INPUT MATERIAL below:

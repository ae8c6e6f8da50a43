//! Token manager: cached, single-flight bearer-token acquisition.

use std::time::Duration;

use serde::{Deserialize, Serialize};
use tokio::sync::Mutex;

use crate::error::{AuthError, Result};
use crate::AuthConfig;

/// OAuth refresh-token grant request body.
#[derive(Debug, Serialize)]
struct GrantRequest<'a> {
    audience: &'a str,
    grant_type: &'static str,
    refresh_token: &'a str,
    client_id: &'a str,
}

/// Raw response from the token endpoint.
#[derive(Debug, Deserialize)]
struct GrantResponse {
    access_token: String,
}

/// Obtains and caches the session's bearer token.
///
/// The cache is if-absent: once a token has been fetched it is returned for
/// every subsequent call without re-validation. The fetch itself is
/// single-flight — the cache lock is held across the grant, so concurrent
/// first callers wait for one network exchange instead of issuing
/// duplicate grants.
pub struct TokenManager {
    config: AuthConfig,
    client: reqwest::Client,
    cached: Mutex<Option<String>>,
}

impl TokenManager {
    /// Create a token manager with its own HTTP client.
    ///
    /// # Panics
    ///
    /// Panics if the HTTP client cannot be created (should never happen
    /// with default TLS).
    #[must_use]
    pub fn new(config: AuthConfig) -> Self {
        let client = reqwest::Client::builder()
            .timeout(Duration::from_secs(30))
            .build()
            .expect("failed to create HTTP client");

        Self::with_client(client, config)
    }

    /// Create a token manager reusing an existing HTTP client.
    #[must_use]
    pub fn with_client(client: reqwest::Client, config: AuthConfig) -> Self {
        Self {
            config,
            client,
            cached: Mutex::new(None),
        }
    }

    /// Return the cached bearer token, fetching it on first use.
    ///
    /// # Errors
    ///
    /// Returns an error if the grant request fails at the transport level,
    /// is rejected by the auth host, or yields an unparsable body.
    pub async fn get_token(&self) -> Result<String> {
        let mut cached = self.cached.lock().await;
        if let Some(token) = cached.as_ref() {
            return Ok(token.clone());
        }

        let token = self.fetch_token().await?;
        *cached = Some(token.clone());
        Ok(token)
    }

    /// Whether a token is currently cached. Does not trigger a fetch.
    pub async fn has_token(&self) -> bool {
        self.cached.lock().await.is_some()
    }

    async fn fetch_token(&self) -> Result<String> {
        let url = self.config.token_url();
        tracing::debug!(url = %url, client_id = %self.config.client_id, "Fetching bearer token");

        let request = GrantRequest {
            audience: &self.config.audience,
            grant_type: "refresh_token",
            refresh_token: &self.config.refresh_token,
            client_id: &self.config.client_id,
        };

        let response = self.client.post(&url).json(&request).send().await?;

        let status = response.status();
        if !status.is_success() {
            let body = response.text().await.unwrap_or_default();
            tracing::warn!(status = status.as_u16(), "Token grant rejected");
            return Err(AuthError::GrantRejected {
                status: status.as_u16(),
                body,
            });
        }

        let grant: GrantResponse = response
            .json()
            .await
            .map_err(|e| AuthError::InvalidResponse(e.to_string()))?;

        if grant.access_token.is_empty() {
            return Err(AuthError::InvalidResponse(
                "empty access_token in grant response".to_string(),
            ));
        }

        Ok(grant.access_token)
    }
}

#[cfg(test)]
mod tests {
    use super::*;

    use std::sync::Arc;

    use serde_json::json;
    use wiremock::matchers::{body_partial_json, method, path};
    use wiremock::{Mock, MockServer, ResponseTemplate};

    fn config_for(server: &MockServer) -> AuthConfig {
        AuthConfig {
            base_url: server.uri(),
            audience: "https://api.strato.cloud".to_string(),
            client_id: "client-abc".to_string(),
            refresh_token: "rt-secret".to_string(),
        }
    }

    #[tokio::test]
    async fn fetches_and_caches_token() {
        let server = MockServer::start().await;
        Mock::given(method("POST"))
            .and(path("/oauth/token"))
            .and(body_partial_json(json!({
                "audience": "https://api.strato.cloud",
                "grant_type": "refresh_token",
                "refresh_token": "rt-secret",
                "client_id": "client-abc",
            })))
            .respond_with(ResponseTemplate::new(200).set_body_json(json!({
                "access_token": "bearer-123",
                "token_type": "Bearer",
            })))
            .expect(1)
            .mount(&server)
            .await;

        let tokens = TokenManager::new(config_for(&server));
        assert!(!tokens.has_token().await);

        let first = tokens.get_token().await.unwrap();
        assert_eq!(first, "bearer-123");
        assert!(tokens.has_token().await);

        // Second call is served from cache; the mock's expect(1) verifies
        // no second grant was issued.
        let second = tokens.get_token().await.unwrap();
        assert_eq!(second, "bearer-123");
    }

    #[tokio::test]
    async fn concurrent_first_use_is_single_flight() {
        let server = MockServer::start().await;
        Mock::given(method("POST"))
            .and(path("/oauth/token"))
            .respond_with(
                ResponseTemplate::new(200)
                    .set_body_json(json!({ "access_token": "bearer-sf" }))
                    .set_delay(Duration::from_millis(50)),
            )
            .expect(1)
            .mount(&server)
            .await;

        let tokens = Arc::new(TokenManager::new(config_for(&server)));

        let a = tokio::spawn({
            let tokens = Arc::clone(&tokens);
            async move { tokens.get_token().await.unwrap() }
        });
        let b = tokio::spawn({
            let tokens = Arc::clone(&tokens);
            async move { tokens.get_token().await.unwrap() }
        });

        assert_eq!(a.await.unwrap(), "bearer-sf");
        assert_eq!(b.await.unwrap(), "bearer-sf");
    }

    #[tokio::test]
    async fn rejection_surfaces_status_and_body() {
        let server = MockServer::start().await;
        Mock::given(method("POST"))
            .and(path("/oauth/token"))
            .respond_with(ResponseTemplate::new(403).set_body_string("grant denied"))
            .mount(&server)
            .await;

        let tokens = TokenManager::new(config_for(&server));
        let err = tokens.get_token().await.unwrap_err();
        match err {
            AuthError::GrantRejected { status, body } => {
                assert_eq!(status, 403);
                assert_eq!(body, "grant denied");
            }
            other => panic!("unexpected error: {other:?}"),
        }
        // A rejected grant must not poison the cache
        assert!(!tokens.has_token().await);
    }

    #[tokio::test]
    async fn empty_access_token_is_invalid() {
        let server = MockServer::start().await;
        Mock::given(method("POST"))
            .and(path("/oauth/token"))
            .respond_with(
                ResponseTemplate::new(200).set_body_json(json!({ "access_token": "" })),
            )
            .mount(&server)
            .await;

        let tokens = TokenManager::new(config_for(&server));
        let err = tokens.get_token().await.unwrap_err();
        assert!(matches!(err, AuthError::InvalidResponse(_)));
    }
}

End of INPUT MATERIAL.

▶ **PROBLEM**:
When a line in the records holds the string "lock", copy that line.

▶ **RESPONSE AREA**:
/// single-flight — the cache lock is held across the grant, so concurrent
        let mut cached = self.cached.lock().await;
        self.cached.lock().await.is_some()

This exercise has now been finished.